====== Supplied data ======

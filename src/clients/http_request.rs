//! HTTP request types for the Aquarium API SDK.
//!
//! This module provides the [`HttpRequest`] type and its builder for
//! constructing requests to the Aquarium API.

use std::fmt;
use std::str::FromStr;

use serde::Serialize;
use serde_json::Value;

use crate::clients::errors::InvalidHttpRequestError;
use crate::clients::query::QueryParams;

/// HTTP methods supported by the Aquarium API.
#[derive(Clone, Copy, Debug, PartialEq, Eq, Hash)]
pub enum HttpMethod {
    /// HTTP GET method for retrieving resources.
    Get,
    /// HTTP POST method for creating resources and running actions.
    Post,
    /// HTTP PUT method for replacing resources.
    Put,
    /// HTTP PATCH method for partially updating resources.
    Patch,
    /// HTTP DELETE method for removing resources.
    Delete,
}

impl HttpMethod {
    /// Returns the method name as sent on the wire.
    #[must_use]
    pub const fn as_str(&self) -> &'static str {
        match self {
            Self::Get => "GET",
            Self::Post => "POST",
            Self::Put => "PUT",
            Self::Patch => "PATCH",
            Self::Delete => "DELETE",
        }
    }

    /// Returns `true` if requests with this method may carry a body.
    #[must_use]
    pub const fn allows_body(&self) -> bool {
        !matches!(self, Self::Get)
    }
}

impl fmt::Display for HttpMethod {
    fn fmt(&self, f: &mut fmt::Formatter<'_>) -> fmt::Result {
        f.write_str(self.as_str())
    }
}

impl FromStr for HttpMethod {
    type Err = InvalidHttpRequestError;

    fn from_str(s: &str) -> Result<Self, Self::Err> {
        match s.to_ascii_uppercase().as_str() {
            "GET" => Ok(Self::Get),
            "POST" => Ok(Self::Post),
            "PUT" => Ok(Self::Put),
            "PATCH" => Ok(Self::Patch),
            "DELETE" => Ok(Self::Delete),
            _ => Err(InvalidHttpRequestError::InvalidMethod {
                method: s.to_string(),
            }),
        }
    }
}

impl From<HttpMethod> for reqwest::Method {
    fn from(method: HttpMethod) -> Self {
        match method {
            HttpMethod::Get => Self::GET,
            HttpMethod::Post => Self::POST,
            HttpMethod::Put => Self::PUT,
            HttpMethod::Patch => Self::PATCH,
            HttpMethod::Delete => Self::DELETE,
        }
    }
}

/// Body of an HTTP request.
///
/// JSON bodies are serialized and sent with a JSON content type. Multipart
/// and byte bodies are opaque: they are passed through untouched and the
/// client does not force a content type on them (multipart forms set their
/// own, including the boundary).
///
/// # Example
///
/// ```rust
/// use aquarium_api::clients::RequestBody;
/// use reqwest::multipart::Form;
/// use serde_json::json;
///
/// let body = RequestBody::from(json!({"name": "Shot 010"}));
/// assert!(!body.is_opaque());
///
/// let upload = RequestBody::from(Form::new().text("name", "preview.png"));
/// assert!(upload.is_opaque());
/// ```
#[derive(Debug)]
pub enum RequestBody {
    /// A JSON document.
    Json(Value),
    /// A multipart form, typically a file upload.
    Multipart(reqwest::multipart::Form),
    /// Raw bytes.
    Bytes(Vec<u8>),
}

impl RequestBody {
    /// Serializes any value into a JSON body.
    ///
    /// # Errors
    ///
    /// Returns the serialization error if `value` cannot be represented as JSON.
    pub fn json<T: Serialize + ?Sized>(value: &T) -> Result<Self, serde_json::Error> {
        serde_json::to_value(value).map(Self::Json)
    }

    /// Returns `true` for bodies that are passed through without a forced
    /// content type.
    #[must_use]
    pub const fn is_opaque(&self) -> bool {
        !matches!(self, Self::Json(_))
    }
}

impl From<Value> for RequestBody {
    fn from(value: Value) -> Self {
        Self::Json(value)
    }
}

impl From<reqwest::multipart::Form> for RequestBody {
    fn from(form: reqwest::multipart::Form) -> Self {
        Self::Multipart(form)
    }
}

impl From<Vec<u8>> for RequestBody {
    fn from(bytes: Vec<u8>) -> Self {
        Self::Bytes(bytes)
    }
}

/// An HTTP request to be sent to the Aquarium API.
///
/// Use [`HttpRequest::builder`] to construct requests with the builder pattern.
///
/// # Example
///
/// ```rust
/// use aquarium_api::clients::{HttpRequest, HttpMethod};
/// use serde_json::json;
///
/// // GET request
/// let get_request = HttpRequest::builder(HttpMethod::Get, "items/123456")
///     .query_param("populate", true)
///     .build()
///     .unwrap();
///
/// // PATCH request with JSON body
/// let patch_request = HttpRequest::builder(HttpMethod::Patch, "items/123456")
///     .body(json!({"data": {"name": "Renamed"}}))
///     .build()
///     .unwrap();
/// ```
#[derive(Debug)]
pub struct HttpRequest {
    /// The HTTP method for this request.
    pub http_method: HttpMethod,
    /// The path (relative to the versioned base URL) for this request.
    pub path: String,
    /// Query parameters to append to the URL.
    pub query: Option<QueryParams>,
    /// The request body, if any.
    pub body: Option<RequestBody>,
}

impl HttpRequest {
    /// Creates a new builder for constructing an `HttpRequest`.
    #[must_use]
    pub fn builder(method: HttpMethod, path: impl Into<String>) -> HttpRequestBuilder {
        HttpRequestBuilder::new(method, path)
    }

    /// Validates the request, ensuring it meets all requirements.
    ///
    /// # Errors
    ///
    /// Returns [`InvalidHttpRequestError::BodyNotAllowed`] if a body is set on
    /// a method that does not take one.
    pub fn verify(&self) -> Result<(), InvalidHttpRequestError> {
        if self.body.is_some() && !self.http_method.allows_body() {
            return Err(InvalidHttpRequestError::BodyNotAllowed {
                method: self.http_method.to_string(),
            });
        }

        Ok(())
    }
}

/// Builder for constructing [`HttpRequest`] instances.
#[derive(Debug)]
pub struct HttpRequestBuilder {
    http_method: HttpMethod,
    path: String,
    query: Option<QueryParams>,
    body: Option<RequestBody>,
}

impl HttpRequestBuilder {
    /// Creates a new builder with the required method and path.
    fn new(method: HttpMethod, path: impl Into<String>) -> Self {
        Self {
            http_method: method,
            path: path.into(),
            query: None,
            body: None,
        }
    }

    /// Sets the request body.
    #[must_use]
    pub fn body(mut self, body: impl Into<RequestBody>) -> Self {
        self.body = Some(body.into());
        self
    }

    /// Sets the request body from an optional value.
    #[must_use]
    pub fn maybe_body(mut self, body: Option<RequestBody>) -> Self {
        self.body = body;
        self
    }

    /// Sets all query parameters at once.
    #[must_use]
    pub fn query(mut self, query: QueryParams) -> Self {
        self.query = Some(query);
        self
    }

    /// Sets all query parameters from an optional value.
    #[must_use]
    pub fn maybe_query(mut self, query: Option<QueryParams>) -> Self {
        self.query = query;
        self
    }

    /// Appends a single query parameter.
    #[must_use]
    pub fn query_param(mut self, key: impl Into<String>, value: impl Into<Value>) -> Self {
        self.query
            .get_or_insert_with(QueryParams::new)
            .append(key, value);
        self
    }

    /// Builds the [`HttpRequest`], validating it in the process.
    ///
    /// # Errors
    ///
    /// Returns [`InvalidHttpRequestError`] if the request fails validation.
    pub fn build(self) -> Result<HttpRequest, InvalidHttpRequestError> {
        let request = HttpRequest {
            http_method: self.http_method,
            path: self.path,
            query: self.query,
            body: self.body,
        };
        request.verify()?;
        Ok(request)
    }
}
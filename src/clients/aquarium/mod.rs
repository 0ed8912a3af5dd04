//! High-level Aquarium API client.
//!
//! - [`AquariumClient`]: verb methods plus sign-in operations
//! - [`AquariumError`]: error type for client operations
//!
//! # Example
//!
//! ```rust,ignore
//! use aquarium_api::clients::aquarium::AquariumClient;
//!
//! let client = AquariumClient::new("https://aquarium.example.com", Some("token"), None)?;
//! let me = client.me().await?;
//! ```

mod client;
mod errors;

pub use client::AquariumClient;
pub use errors::AquariumError;
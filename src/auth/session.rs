//! Session state for Aquarium API authentication.
//!
//! This module provides the [`Session`] type holding everything needed to
//! address and authenticate requests: the server origin, the versioned base
//! URL, the bearer token and the tenant domain.

use parking_lot::RwLock;
use url::Url;

use crate::config::{AccessToken, AquariumConfig, ApiVersion, BaseUrl, TenantDomain};
use crate::error::ConfigError;

/// Per-client authentication and addressing state.
///
/// The origin, API version and resolved base URL are fixed at construction.
/// The token and domain can change over the session's lifetime: sign-in
/// stores a fresh token, and callers may restore or clear one explicitly.
///
/// Requests read the token and domain once, when their headers are built.
/// A request already in flight keeps the values it captured.
///
/// # Thread Safety
///
/// `Session` is `Send + Sync`; clients share it behind an `Arc`.
///
/// # Example
///
/// ```rust
/// use aquarium_api::{AccessToken, ApiVersion, BaseUrl, Session};
///
/// let session = Session::new(
///     BaseUrl::new("https://aquarium.example.com/some/path").unwrap(),
///     ApiVersion::V1,
///     None,
///     None,
/// )
/// .unwrap();
///
/// assert_eq!(session.base_url().as_str(), "https://aquarium.example.com/v1/");
/// assert!(!session.is_authenticated());
///
/// session.set_token(AccessToken::new("token").unwrap());
/// assert!(session.is_authenticated());
/// ```
#[derive(Debug)]
pub struct Session {
    origin: BaseUrl,
    api_version: ApiVersion,
    base_url: Url,
    token: RwLock<Option<AccessToken>>,
    domain: RwLock<Option<TenantDomain>>,
}

impl Session {
    /// Creates a new session.
    ///
    /// The base URL is the origin with its path replaced by `/{api_version}/`.
    ///
    /// # Errors
    ///
    /// Returns [`ConfigError::InvalidApiVersion`] if the version is not a
    /// single URL path segment, or [`ConfigError::InvalidBaseUrl`] if the
    /// versioned URL cannot be resolved against the origin.
    pub fn new(
        origin: BaseUrl,
        api_version: ApiVersion,
        token: Option<AccessToken>,
        domain: Option<TenantDomain>,
    ) -> Result<Self, ConfigError> {
        if !api_version.is_valid() {
            return Err(ConfigError::InvalidApiVersion {
                version: api_version.to_string(),
            });
        }

        let base_url = origin
            .as_url()
            .join(&format!("/{api_version}/"))
            .map_err(|_| ConfigError::InvalidBaseUrl {
                url: origin.to_string(),
            })?;

        Ok(Self {
            origin,
            api_version,
            base_url,
            token: RwLock::new(token),
            domain: RwLock::new(domain),
        })
    }

    /// Creates a session from an [`AquariumConfig`].
    ///
    /// # Errors
    ///
    /// See [`Session::new`].
    pub fn from_config(config: &AquariumConfig) -> Result<Self, ConfigError> {
        Self::new(
            config.base_url().clone(),
            config.api_version().clone(),
            config.token().cloned(),
            config.domain().cloned(),
        )
    }

    /// Returns the server URL this session was created with.
    #[must_use]
    pub const fn origin(&self) -> &BaseUrl {
        &self.origin
    }

    /// Returns the API version.
    #[must_use]
    pub const fn api_version(&self) -> &ApiVersion {
        &self.api_version
    }

    /// Returns the versioned base URL every request path is appended to.
    #[must_use]
    pub const fn base_url(&self) -> &Url {
        &self.base_url
    }

    /// Returns a snapshot of the current token.
    #[must_use]
    pub fn token(&self) -> Option<AccessToken> {
        self.token.read().clone()
    }

    /// Returns a snapshot of the current tenant domain.
    #[must_use]
    pub fn domain(&self) -> Option<TenantDomain> {
        self.domain.read().clone()
    }

    /// Returns `true` if a token is currently set.
    #[must_use]
    pub fn is_authenticated(&self) -> bool {
        self.token.read().is_some()
    }

    /// Replaces the token used by subsequent requests.
    pub fn set_token(&self, token: AccessToken) {
        *self.token.write() = Some(token);
    }

    /// Removes the token, returning the previous one.
    pub fn clear_token(&self) -> Option<AccessToken> {
        self.token.write().take()
    }

    /// Replaces the tenant domain used by subsequent requests.
    pub fn set_domain(&self, domain: TenantDomain) {
        *self.domain.write() = Some(domain);
    }

    /// Removes the tenant domain, returning the previous one.
    pub fn clear_domain(&self) -> Option<TenantDomain> {
        self.domain.write().take()
    }
}

// Verify Session is Send + Sync at compile time
const _: fn() = || {
    const fn assert_send_sync<T: Send + Sync>() {}
    assert_send_sync::<Session>();
};
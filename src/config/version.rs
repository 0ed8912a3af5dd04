//! Aquarium API version definitions.
//!
//! This module provides the [`ApiVersion`] enum for specifying which version
//! of the Aquarium API to use.

use crate::error::ConfigError;
use std::fmt;
use std::str::FromStr;

/// Aquarium API version.
///
/// The version is the first path segment of every API URL
/// (`https://host/v1/...`). Aquarium currently serves a single stable
/// version; `Custom` allows targeting a newer one without an SDK release.
///
/// # Example
///
/// ```rust
/// use aquarium_api::ApiVersion;
///
/// let version = ApiVersion::latest();
/// assert_eq!(version, ApiVersion::V1);
///
/// // Parse from string
/// let version: ApiVersion = "v1".parse().unwrap();
/// assert_eq!(version, ApiVersion::V1);
///
/// // Display as path segment
/// assert_eq!(format!("{}", ApiVersion::V1), "v1");
/// ```
#[derive(Clone, Debug, PartialEq, Eq, Hash)]
pub enum ApiVersion {
    /// API version 1.
    V1,
    /// Custom version segment for future or unrecognized versions.
    Custom(String),
}

impl ApiVersion {
    /// Returns the latest stable API version.
    #[must_use]
    pub const fn latest() -> Self {
        Self::V1
    }

    /// Returns `true` if this is a known stable API version.
    #[must_use]
    pub const fn is_stable(&self) -> bool {
        !matches!(self, Self::Custom(_))
    }

    /// Returns `true` if this version is usable as a single URL path segment.
    ///
    /// Versions parsed with [`FromStr`] always are; a hand-built
    /// [`ApiVersion::Custom`] may not be.
    #[must_use]
    pub fn is_valid(&self) -> bool {
        match self {
            Self::V1 => true,
            Self::Custom(version) => is_valid_segment(version),
        }
    }

    /// Returns the path segment for this version.
    #[must_use]
    pub fn as_str(&self) -> &str {
        match self {
            Self::V1 => "v1",
            Self::Custom(version) => version,
        }
    }
}

impl Default for ApiVersion {
    fn default() -> Self {
        Self::latest()
    }
}

impl fmt::Display for ApiVersion {
    fn fmt(&self, f: &mut fmt::Formatter<'_>) -> fmt::Result {
        f.write_str(self.as_str())
    }
}

impl FromStr for ApiVersion {
    type Err = ConfigError;

    fn from_str(s: &str) -> Result<Self, Self::Err> {
        let s = s.trim().trim_matches('/');
        match s {
            "v1" | "V1" => Ok(Self::V1),
            _ if is_valid_segment(s) => Ok(Self::Custom(s.to_string())),
            _ => Err(ConfigError::InvalidApiVersion {
                version: s.to_string(),
            }),
        }
    }
}

// A single, non-empty URL path segment made of unreserved characters.
fn is_valid_segment(s: &str) -> bool {
    !s.is_empty()
        && s
            .chars()
            .all(|c| c.is_ascii_alphanumeric() || matches!(c, '-' | '_' | '.'))
}
//! Graph query results made of items and edges.

use serde::{Deserialize, Serialize};

use crate::types::edge::Edge;
use crate::types::item::{Bot, Item, User};

/// An item together with the edges around it.
#[derive(Debug, Clone, Serialize, Deserialize, PartialEq)]
pub struct Context {
    /// The item at the center.
    pub item: Item,

    /// Edges connected to the item.
    #[serde(default)]
    pub edges: Vec<Edge>,
}

/// A path through the graph.
#[derive(Debug, Clone, Serialize, Deserialize, Default, PartialEq)]
pub struct Path {
    /// Items along the path, in order.
    #[serde(default)]
    pub vertices: Vec<Item>,

    /// Edges between consecutive vertices.
    #[serde(default)]
    pub edges: Vec<Edge>,
}

impl Path {
    /// Returns the number of edges in the path.
    #[must_use]
    pub fn len(&self) -> usize {
        self.edges.len()
    }

    /// Returns `true` if the path has no edges.
    #[must_use]
    pub fn is_empty(&self) -> bool {
        self.edges.is_empty()
    }
}

/// Response of a user sign-in, once the token has been moved to the session.
#[derive(Debug, Clone, Serialize, Deserialize, PartialEq)]
pub struct SigninResponse {
    /// The signed-in user.
    pub user: User,
}

/// Response of a bot sign-in, once the token has been moved to the session.
#[derive(Debug, Clone, Serialize, Deserialize, PartialEq)]
pub struct BotSigninResponse {
    /// The signed-in bot.
    pub bot: Bot,
}
//! Response shapes of the Aquarium API.
//!
//! The client returns raw [`serde_json::Value`]s; these types are what the
//! server is expected to send and can be obtained with
//! [`serde_json::from_value`]. Nothing in the client validates responses
//! against them.
//!
//! # Example
//!
//! ```rust,ignore
//! use aquarium_api::types::{Context, Item};
//!
//! let item: Item = serde_json::from_value(client.get("items/123456", None).await?)?;
//! let context: Context = serde_json::from_value(
//!     client.get("items/123456/context", None).await?,
//! )?;
//! ```

mod context;
mod edge;
mod item;

pub use context::{BotSigninResponse, Context, Path, SigninResponse};
pub use edge::{Edge, EdgeData};
pub use item::{ActorRef, Bot, Item, ItemData, ItemHistory, User, BOT_TYPE, USER_TYPE};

======

Problem details:
Your response should hold the lines from the first line of the entries above through the line with "by the Aquarium API.", each retyped exactly, and nothing else.

Output for this exercise:
filename src/clients/http_request.rs
//! HTTP request types for the Aquarium API SDK.
//!
//! This module provides the [`HttpRequest`] type and its builder for
//! constructing requests to the Aquarium API.

use std::fmt;
use std::str::FromStr;

use serde::Serialize;
use serde_json::Value;

use crate::clients::errors::InvalidHttpRequestError;
use crate::clients::query::QueryParams;

/// HTTP methods supported by the Aquarium API.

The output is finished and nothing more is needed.